**HOW TO COMPLETE THIS TASK**
Somewhere below, one line contains "Default, PartialEq, Serialize, Deserialize)]" and a later line contains "pub struct FeedbackSettings". Output those two lines and everything between them exactly, and nothing else.
DATA UNDER STUDY: Begin
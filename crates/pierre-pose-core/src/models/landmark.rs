// ABOUTME: Body landmark model produced by an external pose estimator
// ABOUTME: Fixed 33-joint enumeration, per-joint position/visibility, and per-frame landmark sets
//
// SPDX-License-Identifier: MIT OR Apache-2.0
// Copyright (c) 2025 Pierre Fitness Intelligence

use std::collections::BTreeMap;

use serde::{Deserialize, Serialize};

use super::point::{Point2, Point3};

/// Named anatomical joints, indexed the way common 33-point pose estimators emit them
#[derive(Debug, Clone, Copy, PartialEq, Eq, Hash, PartialOrd, Ord, Serialize, Deserialize)]
#[serde(rename_all = "snake_case")]
pub enum LandmarkId {
    /// Tip of the nose
    Nose,
    /// Inner corner of the left eye
    LeftEyeInner,
    /// Centre of the left eye
    LeftEye,
    /// Outer corner of the left eye
    LeftEyeOuter,
    /// Inner corner of the right eye
    RightEyeInner,
    /// Centre of the right eye
    RightEye,
    /// Outer corner of the right eye
    RightEyeOuter,
    /// Left ear
    LeftEar,
    /// Right ear
    RightEar,
    /// Left mouth corner
    MouthLeft,
    /// Right mouth corner
    MouthRight,
    /// Left shoulder
    LeftShoulder,
    /// Right shoulder
    RightShoulder,
    /// Left elbow
    LeftElbow,
    /// Right elbow
    RightElbow,
    /// Left wrist
    LeftWrist,
    /// Right wrist
    RightWrist,
    /// Left pinky knuckle
    LeftPinky,
    /// Right pinky knuckle
    RightPinky,
    /// Left index knuckle
    LeftIndex,
    /// Right index knuckle
    RightIndex,
    /// Left thumb
    LeftThumb,
    /// Right thumb
    RightThumb,
    /// Left hip
    LeftHip,
    /// Right hip
    RightHip,
    /// Left knee
    LeftKnee,
    /// Right knee
    RightKnee,
    /// Left ankle
    LeftAnkle,
    /// Right ankle
    RightAnkle,
    /// Left heel
    LeftHeel,
    /// Right heel
    RightHeel,
    /// Left foot index (toe)
    LeftFootIndex,
    /// Right foot index (toe)
    RightFootIndex,
}

impl LandmarkId {
    /// Number of joints in the enumeration
    pub const COUNT: usize = 33;

    /// Every joint in estimator index order
    pub const ALL: [Self; Self::COUNT] = [
        Self::Nose,
        Self::LeftEyeInner,
        Self::LeftEye,
        Self::LeftEyeOuter,
        Self::RightEyeInner,
        Self::RightEye,
        Self::RightEyeOuter,
        Self::LeftEar,
        Self::RightEar,
        Self::MouthLeft,
        Self::MouthRight,
        Self::LeftShoulder,
        Self::RightShoulder,
        Self::LeftElbow,
        Self::RightElbow,
        Self::LeftWrist,
        Self::RightWrist,
        Self::LeftPinky,
        Self::RightPinky,
        Self::LeftIndex,
        Self::RightIndex,
        Self::LeftThumb,
        Self::RightThumb,
        Self::LeftHip,
        Self::RightHip,
        Self::LeftKnee,
        Self::RightKnee,
        Self::LeftAnkle,
        Self::RightAnkle,
        Self::LeftHeel,
        Self::RightHeel,
        Self::LeftFootIndex,
        Self::RightFootIndex,
    ];

    /// Estimator index of this joint
    #[must_use]
    pub const fn index(self) -> usize {
        self as usize
    }

    /// Look up a joint by estimator index
    #[must_use]
    pub fn from_index(index: usize) -> Option<Self> {
        Self::ALL.get(index).copied()
    }
}

/// Body side, used when an exercise tracks one limb at a time
#[derive(Debug, Clone, Copy, PartialEq, Eq, Hash, Serialize, Deserialize)]
#[serde(rename_all = "snake_case")]
pub enum Side {
    /// Left side of the body
    Left,
    /// Right side of the body
    Right,
}

impl Side {
    /// The opposite side
    #[must_use]
    pub const fn opposite(self) -> Self {
        match self {
            Self::Left => Self::Right,
            Self::Right => Self::Left,
        }
    }

    /// Lowercase label for logs and metrics
    #[must_use]
    pub const fn as_str(self) -> &'static str {
        match self {
            Self::Left => "left",
            Self::Right => "right",
        }
    }

    /// Shoulder joint on this side
    #[must_use]
    pub const fn shoulder(self) -> LandmarkId {
        match self {
            Self::Left => LandmarkId::LeftShoulder,
            Self::Right => LandmarkId::RightShoulder,
        }
    }

    /// Elbow joint on this side
    #[must_use]
    pub const fn elbow(self) -> LandmarkId {
        match self {
            Self::Left => LandmarkId::LeftElbow,
            Self::Right => LandmarkId::RightElbow,
        }
    }

    /// Wrist joint on this side
    #[must_use]
    pub const fn wrist(self) -> LandmarkId {
        match self {
            Self::Left => LandmarkId::LeftWrist,
            Self::Right => LandmarkId::RightWrist,
        }
    }

    /// Hip joint on this side
    #[must_use]
    pub const fn hip(self) -> LandmarkId {
        match self {
            Self::Left => LandmarkId::LeftHip,
            Self::Right => LandmarkId::RightHip,
        }
    }

    /// Knee joint on this side
    #[must_use]
    pub const fn knee(self) -> LandmarkId {
        match self {
            Self::Left => LandmarkId::LeftKnee,
            Self::Right => LandmarkId::RightKnee,
        }
    }

    /// Ankle joint on this side
    #[must_use]
    pub const fn ankle(self) -> LandmarkId {
        match self {
            Self::Left => LandmarkId::LeftAnkle,
            Self::Right => LandmarkId::RightAnkle,
        }
    }
}

/// A single detected joint: normalized image position plus detector confidence
#[derive(Debug, Clone, Copy, PartialEq, Serialize, Deserialize)]
pub struct Landmark {
    /// Horizontal position, normalized to [0, 1] of frame width
    pub x: f64,
    /// Vertical position, normalized to [0, 1] of frame height (grows downward)
    pub y: f64,
    /// Relative depth, same scale as `x`
    #[serde(default)]
    pub z: f64,
    /// Detector confidence in [0, 1]
    #[serde(default = "full_visibility")]
    pub visibility: f64,
}

const fn full_visibility() -> f64 {
    1.0
}

impl Landmark {
    /// Create a landmark
    #[must_use]
    pub const fn new(x: f64, y: f64, z: f64, visibility: f64) -> Self {
        Self {
            x,
            y,
            z,
            visibility,
        }
    }

    /// Image-plane position
    #[must_use]
    pub const fn point2(&self) -> Point2 {
        Point2::new(self.x, self.y)
    }

    /// Position including relative depth
    #[must_use]
    pub const fn point3(&self) -> Point3 {
        Point3::new(self.x, self.y, self.z)
    }

    /// Whether detector confidence meets `threshold`
    #[must_use]
    pub fn is_visible(&self, threshold: f64) -> bool {
        self.visibility >= threshold
    }
}

/// All joints detected in one frame
///
/// Joints the estimator did not report are absent. Serializes as a JSON object
/// keyed by snake_case joint name.
#[derive(Debug, Clone, PartialEq, Serialize, Deserialize)]
#[serde(from = "BTreeMap<LandmarkId, Landmark>", into = "BTreeMap<LandmarkId, Landmark>")]
pub struct LandmarkSet {
    joints: [Option<Landmark>; LandmarkId::COUNT],
}

impl Default for LandmarkSet {
    fn default() -> Self {
        Self {
            joints: [None; LandmarkId::COUNT],
        }
    }
}

impl LandmarkSet {
    /// Create an empty set
    #[must_use]
    pub fn new() -> Self {
        Self::default()
    }

    /// Builder-style insert
    #[must_use]
    pub fn with(mut self, id: LandmarkId, landmark: Landmark) -> Self {
        self.insert(id, landmark);
        self
    }

    /// Insert or replace a joint
    pub fn insert(&mut self, id: LandmarkId, landmark: Landmark) {
        self.joints[id.index()] = Some(landmark);
    }

    /// Joint if detected
    #[must_use]
    pub fn get(&self, id: LandmarkId) -> Option<&Landmark> {
        self.joints[id.index()].as_ref()
    }

    /// Image-plane position of a joint whose confidence meets `threshold`
    #[must_use]
    pub fn visible_point(&self, id: LandmarkId, threshold: f64) -> Option<Point2> {
        self.get(id)
            .filter(|landmark| landmark.is_visible(threshold))
            .map(Landmark::point2)
    }

    /// Required joints that are absent or below `threshold`, in the order given
    #[must_use]
    pub fn missing(&self, required: &[LandmarkId], threshold: f64) -> Vec<LandmarkId> {
        required
            .iter()
            .copied()
            .filter(|id| self.visible_point(*id, threshold).is_none())
            .collect()
    }

    /// Whether every joint in `required` meets `threshold`
    #[must_use]
    pub fn all_visible(&self, required: &[LandmarkId], threshold: f64) -> bool {
        required
            .iter()
            .all(|id| self.visible_point(*id, threshold).is_some())
    }

    /// Number of detected joints
    #[must_use]
    pub fn len(&self) -> usize {
        self.joints.iter().flatten().count()
    }

    /// Whether no joint was detected
    #[must_use]
    pub fn is_empty(&self) -> bool {
        self.joints.iter().all(Option::is_none)
    }

    /// Detected joints in estimator index order
    pub fn iter(&self) -> impl Iterator<Item = (LandmarkId, &Landmark)> {
        LandmarkId::ALL
            .iter()
            .zip(self.joints.iter())
            .filter_map(|(id, joint)| joint.as_ref().map(|landmark| (*id, landmark)))
    }
}

impl From<BTreeMap<LandmarkId, Landmark>> for LandmarkSet {
    fn from(map: BTreeMap<LandmarkId, Landmark>) -> Self {
        map.into_iter()
            .fold(Self::new(), |set, (id, landmark)| set.with(id, landmark))
    }
}

impl From<LandmarkSet> for BTreeMap<LandmarkId, Landmark> {
    fn from(set: LandmarkSet) -> Self {
        set.iter().map(|(id, landmark)| (id, *landmark)).collect()
    }
}

#[cfg(test)]
mod tests {
    use super::*;

    #[test]
    fn test_index_round_trip_covers_all_joints() {
        for (expected, id) in LandmarkId::ALL.iter().enumerate() {
            assert_eq!(id.index(), expected);
            assert_eq!(LandmarkId::from_index(expected), Some(*id));
        }
        assert_eq!(LandmarkId::from_index(LandmarkId::COUNT), None);
        assert_eq!(LandmarkId::LeftShoulder.index(), 11);
        assert_eq!(LandmarkId::LeftHip.index(), 23);
    }

    #[test]
    fn test_missing_reports_low_confidence_and_absent_joints() {
        let set = LandmarkSet::new()
            .with(LandmarkId::LeftHip, Landmark::new(0.5, 0.5, 0.0, 0.9))
            .with(LandmarkId::LeftKnee, Landmark::new(0.5, 0.7, 0.0, 0.3));

        let missing = set.missing(
            &[
                LandmarkId::LeftHip,
                LandmarkId::LeftKnee,
                LandmarkId::LeftAnkle,
            ],
            0.6,
        );
        assert_eq!(missing, vec![LandmarkId::LeftKnee, LandmarkId::LeftAnkle]);
        assert!(set.all_visible(&[LandmarkId::LeftHip], 0.6));
        assert_eq!(set.len(), 2);
    }

    #[test]
    fn test_json_uses_joint_names() {
        let json = r#"{"left_wrist": {"x": 0.25, "y": 0.5, "visibility": 0.8}}"#;
        let set: LandmarkSet = serde_json::from_str(json).unwrap();
        let wrist = set.get(LandmarkId::LeftWrist).unwrap();
        assert!((wrist.x - 0.25).abs() < f64::EPSILON);
        assert!(wrist.z.abs() < f64::EPSILON);

        let encoded = serde_json::to_value(&set).unwrap();
        assert!(encoded.get("left_wrist").is_some());
    }
}
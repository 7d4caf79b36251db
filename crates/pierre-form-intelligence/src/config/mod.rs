// ABOUTME: Form analysis configuration - analyzer settings, feedback delivery and thresholds
// ABOUTME: Construction-time configuration with defaults, partial JSON overrides and validation
//
// SPDX-License-Identifier: MIT OR Apache-2.0
// Copyright (c) 2025 Pierre Fitness Intelligence

//! Form Analysis Configuration
//!
//! Configuration is fixed when analyzers are built. Each analyzer copies the
//! values it needs, so later changes to a `FormConfig` never affect running
//! analyzers.

/// Configuration error types
pub mod error;
/// Per-exercise thresholds
pub mod thresholds;

pub use error::ConfigError;
pub use thresholds::{
    CurlThresholds, ExerciseThresholds, JumpingJackThresholds, LungeThresholds, PlankThresholds,
    PushupThresholds, SquatThresholds,
};

use pierre_pose_core::constants::{feedback, smoothing, visibility};
use serde::{Deserialize, Serialize};

/// Complete form analysis configuration
#[derive(Debug, Clone, Default, PartialEq, Serialize, Deserialize)]
#[serde(default)]
pub struct FormConfig {
    /// Settings shared by every analyzer
    pub settings: AnalyzerSettings,
    /// Per-exercise thresholds
    pub thresholds: ExerciseThresholds,
}

impl FormConfig {
    /// Validate the configuration
    ///
    /// # Errors
    ///
    /// Returns an error if any setting or threshold is out of range or inverted
    pub fn validate(&self) -> Result<(), ConfigError> {
        self.settings.validate()?;
        self.thresholds.validate()
    }
}

/// Settings shared by every analyzer
#[derive(Debug, Clone, PartialEq, Serialize, Deserialize)]
#[serde(default)]
pub struct AnalyzerSettings {
    /// Minimum joint confidence for a frame to be analyzed
    pub visibility_threshold: f64,
    /// Moving-average window for smoothed metrics
    pub smoothing_window: usize,
    /// Feedback delivery settings
    pub feedback: FeedbackSettings,
}

impl Default for AnalyzerSettings {
    fn default() -> Self {
        Self {
            visibility_threshold: visibility::DEFAULT_VISIBILITY_THRESHOLD,
            smoothing_window: smoothing::DEFAULT_WINDOW,
            feedback: FeedbackSettings::default(),
        }
    }
}

impl AnalyzerSettings {
    /// Validate shared settings
    ///
    /// # Errors
    ///
    /// Returns an error for a visibility threshold outside [0, 1] or an empty
    /// or oversized window
    pub fn validate(&self) -> Result<(), ConfigError> {
        thresholds::ensure_unit(
            self.visibility_threshold,
            "visibility_threshold must be within 0-1",
        )?;
        if !(1..=smoothing::MAX_WINDOW).contains(&self.smoothing_window) {
            return Err(ConfigError::ValueOutOfRange(
                "smoothing_window must be between 1 and 10",
            ));
        }
        self.feedback.validate()
    }
}

/// How feedback is buffered and rate-limited
#[derive(Debug, Clone, PartialEq, Eq, Serialize, Deserialize)]
#[serde(default)]
pub struct FeedbackSettings {
    /// Sliding window of recent observations
    pub window_size: usize,
    /// Messages delivered per non-empty delivery
    pub max_items: usize,
    /// Frames that must pass between two non-empty deliveries
    pub min_frame_gap: u32,
}

impl Default for FeedbackSettings {
    fn default() -> Self {
        Self {
            window_size: feedback::DEFAULT_WINDOW_SIZE,
            max_items: feedback::DEFAULT_MAX_ITEMS,
            min_frame_gap: feedback::DEFAULT_MIN_FRAME_GAP,
        }
    }
}

impl FeedbackSettings {
    /// Validate feedback settings
    ///
    /// # Errors
    ///
    /// Returns an error when the window or per-delivery item count is zero
    pub const fn validate(&self) -> Result<(), ConfigError> {
        if self.window_size == 0 {
            return Err(ConfigError::ValueOutOfRange(
                "feedback window_size must be > 0",
            ));
        }
        if self.max_items == 0 {
            return Err(ConfigError::ValueOutOfRange("feedback max_items must be > 0"));
        }
        Ok(())
    }
}

#[cfg(test)]
mod tests {
    use super::*;

    #[test]
    fn test_default_config_validation() {
        assert!(FormConfig::default().validate().is_ok());
    }

    #[test]
    fn test_visibility_threshold_bounds() {
        let mut config = FormConfig::default();
        config.settings.visibility_threshold = 1.5;
        assert!(config.validate().is_err());
    }

    #[test]
    fn test_smoothing_window_bounds() {
        let mut config = FormConfig::default();
        config.settings.smoothing_window = 0;
        assert!(config.validate().is_err());
        config.settings.smoothing_window = 11;
        assert!(config.validate().is_err());
        config.settings.smoothing_window = 10;
        assert!(config.validate().is_ok());
    }
}
// ABOUTME: Output formatting helpers for form-coach-cli
// ABOUTME: Prints the session summary as pretty JSON
//
// SPDX-License-Identifier: MIT OR Apache-2.0
// Copyright (c) 2025 Pierre Fitness Intelligence

use anyhow::{Context, Result};
use pierre_form_coach::SessionStatistics;

/// Print the session summary as pretty JSON on stdout
pub fn print_summary(summary: &SessionStatistics) -> Result<()> {
    let json =
        serde_json::to_string_pretty(summary).context("Failed to encode session summary")?;
    println!("{json}");
    Ok(())
}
DATA UNDER STUDY: End
**WRITTEN ANSWER**
#[derive(Debug, Clone, Default, PartialEq, Serialize, Deserialize)]
#[serde(default)]
pub struct FormConfig {
    /// Settings shared by every analyzer
    pub settings: AnalyzerSettings,
    /// Per-exercise thresholds
    pub thresholds: ExerciseThresholds,
}

impl FormConfig {
    /// Validate the configuration
    ///
    /// # Errors
    ///
    /// Returns an error if any setting or threshold is out of range or inverted
    pub fn validate(&self) -> Result<(), ConfigError> {
        self.settings.validate()?;
        self.thresholds.validate()
    }
}

/// Settings shared by every analyzer
#[derive(Debug, Clone, PartialEq, Serialize, Deserialize)]
#[serde(default)]
pub struct AnalyzerSettings {
    /// Minimum joint confidence for a frame to be analyzed
    pub visibility_threshold: f64,
    /// Moving-average window for smoothed metrics
    pub smoothing_window: usize,
    /// Feedback delivery settings
    pub feedback: FeedbackSettings,
}

impl Default for AnalyzerSettings {
    fn default() -> Self {
        Self {
            visibility_threshold: visibility::DEFAULT_VISIBILITY_THRESHOLD,
            smoothing_window: smoothing::DEFAULT_WINDOW,
            feedback: FeedbackSettings::default(),
        }
    }
}

impl AnalyzerSettings {
    /// Validate shared settings
    ///
    /// # Errors
    ///
    /// Returns an error for a visibility threshold outside [0, 1] or an empty
    /// or oversized window
    pub fn validate(&self) -> Result<(), ConfigError> {
        thresholds::ensure_unit(
            self.visibility_threshold,
            "visibility_threshold must be within 0-1",
        )?;
        if !(1..=smoothing::MAX_WINDOW).contains(&self.smoothing_window) {
            return Err(ConfigError::ValueOutOfRange(
                "smoothing_window must be between 1 and 10",
            ));
        }
        self.feedback.validate()
    }
}

/// How feedback is buffered and rate-limited
#[derive(Debug, Clone, PartialEq, Eq, Serialize, Deserialize)]
#[serde(default)]
pub struct FeedbackSettings {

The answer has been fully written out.